Total RNA (30 μg), or cytosolic (100 μg) and nuclear (50 μg) proteins were used for Northern or Western blots. Total and cytosol extracts (500 μg of protein) or nuclear extracts (100 μg of proteins) were immunoprecipitated with 2 μg of anti-p65 or anti-IκBα antibody (49).

Invasion assays were carried out essentially as previously described using Matrigel invasion chambers from BD Biocoat Cellware (Becton Dickinson Labware). Transfected cells and TGF-β1–treated cells were harvested, resuspended in medium without serum, added (8 × 10⁴ per well) in triplicate to the upper chambers, and allowed to invade through Matrigel in the absence of serum. The cells that had invaded the lower surface of the membrane were fixed and stained (63).

Three-dimensional collage-type I gels were prepared on ice using collagen solution (2.5 mg/mL)/0.5 mol/L HEPES/10× DMEM/cell suspension (1 × 10⁵ cells/mL) 7/1/1/1, and allowed to copolymerize at 37°C. Cells (1 × 10⁴) were added to each well of the 96-well plate, and cell culture medium was added above (100 μL containing 20% fetal bovine serum). The plates were incubated at 37°C for 6 to 8 d, at which times complex structures were found. The three-dimensional structures were visualized by phase contrast microscopy (Olympus CKX41).

Luciferase activity and densitometric values were analyzed using ANOVA, with P value of <0.05 considered significant.

No potential conflicts of interest were disclosed.

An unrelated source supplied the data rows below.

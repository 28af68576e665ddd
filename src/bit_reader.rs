//! Implements the bit level access to the codestream.

use crate::DecoderError;

/// Reads bits from a byte slice, least significant bit first.
///
/// Bit `i` of the stream is bit `i % 8` of byte `i / 8`. Multi-bit
/// reads place earlier stream bits at lower positions of the result.
pub struct BitReader<'d> {
    data: &'d [u8],
    /// Position of the next unread bit.
    position: usize,
}

impl<'d> BitReader<'d> {
    /// Creates a new bit reader over the given bytes.
    pub fn new(data: &'d [u8]) -> Self {
        Self { data, position: 0 }
    }

    /// Number of bits that can still be read.
    pub fn bits_remaining(&self) -> usize {
        (self.data.len() * 8).saturating_sub(self.position)
    }

    /// Reads `count` bits. `count` must not exceed 32.
    pub fn read_bits(&mut self, count: u32) -> Result<u32, DecoderError> {
        if count > 32 {
            return Err(DecoderError::InvalidBitCount(count));
        }
        if (count as usize) > self.bits_remaining() {
            return Err(DecoderError::UnexpectedEof);
        }
        let value = self.peek_bits(count);
        self.position += count as usize;
        Ok(value)
    }

    /// Reads a single bit as a boolean.
    pub fn read_bool(&mut self) -> Result<bool, DecoderError> {
        Ok(self.read_bits(1)? == 1)
    }

    /// Reads a small non negative integer.
    ///
    /// A zero bit encodes the value 0. Otherwise three bits give the
    /// magnitude class `n`, with `n == 0` encoding 1 and any other `n`
    /// encoding `read_bits(n) + 2^n`.
    pub fn read_u8(&mut self) -> Result<u32, DecoderError> {
        if !self.read_bool()? {
            return Ok(0);
        }
        let n = self.read_bits(3)?;
        if n == 0 {
            return Ok(1);
        }
        Ok(self.read_bits(n)? + (1 << n))
    }

    /// Reads a variable length integer described by four
    /// `(offset, extra_bits)` choices selected by two bits.
    pub fn read_u32(&mut self, choices: [(u32, u32); 4]) -> Result<u32, DecoderError> {
        let (offset, extra_bits) = choices[self.read_bits(2)? as usize];
        Ok(offset + self.read_bits(extra_bits)?)
    }

    /// Reads a variable length 64 bit integer.
    pub fn read_u64(&mut self) -> Result<u64, DecoderError> {
        match self.read_bits(2)? {
            0 => Ok(0),
            1 => Ok(1 + u64::from(self.read_bits(4)?)),
            2 => Ok(17 + u64::from(self.read_bits(8)?)),
            _ => {
                let mut value = u64::from(self.read_bits(12)?);
                let mut shift = 12;
                while self.read_bool()? {
                    if shift == 60 {
                        value |= u64::from(self.read_bits(4)?) << shift;
                        break;
                    }
                    value |= u64::from(self.read_bits(8)?) << shift;
                    shift += 8;
                }
                Ok(value)
            }
        }
    }

    /// Returns the next `count` bits without consuming them. Bits past
    /// the end of the stream read as zero. `count` must not exceed 32.
    pub fn peek_bits(&self, count: u32) -> u32 {
        debug_assert!(count <= 32);
        if count == 0 {
            return 0;
        }
        let mut value: u64 = 0;
        let mut filled = 0;
        let mut byte_index = self.position / 8;
        let bit_offset = (self.position % 8) as u32;

        if bit_offset != 0 {
            if let Some(&byte) = self.data.get(byte_index) {
                value = u64::from(byte >> bit_offset);
            }
            filled = 8 - bit_offset;
            byte_index += 1;
        }

        while filled < count {
            if let Some(&byte) = self.data.get(byte_index) {
                value |= u64::from(byte) << filled;
            }
            filled += 8;
            byte_index += 1;
        }

        (value & ((1_u64 << count) - 1)) as u32
    }

    /// Advances the reader by `count` bits previously peeked.
    pub fn consume_bits(&mut self, count: u32) -> Result<(), DecoderError> {
        if (count as usize) > self.bits_remaining() {
            return Err(DecoderError::UnexpectedEof);
        }
        self.position += count as usize;
        Ok(())
    }

    /// Skips forward to the next byte boundary.
    pub fn align_to_byte(&mut self) {
        self.position = (self.position + 7) & !7;
    }
}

We thank J. Massagué for 1833 and MDA-MB231 cells (Memorial Sloan-Kettering Cancer Center, New York, NY), S. Pennacchietti (Institute of Cancer Research and Treatment, University of Torino, Italy) for her helpful suggestions concerning the collagen type I experiments, and E. Erba (Istituto di Ricerche Farmacologiche Mario Negri, Milano, Italy) for his microscopy assistance.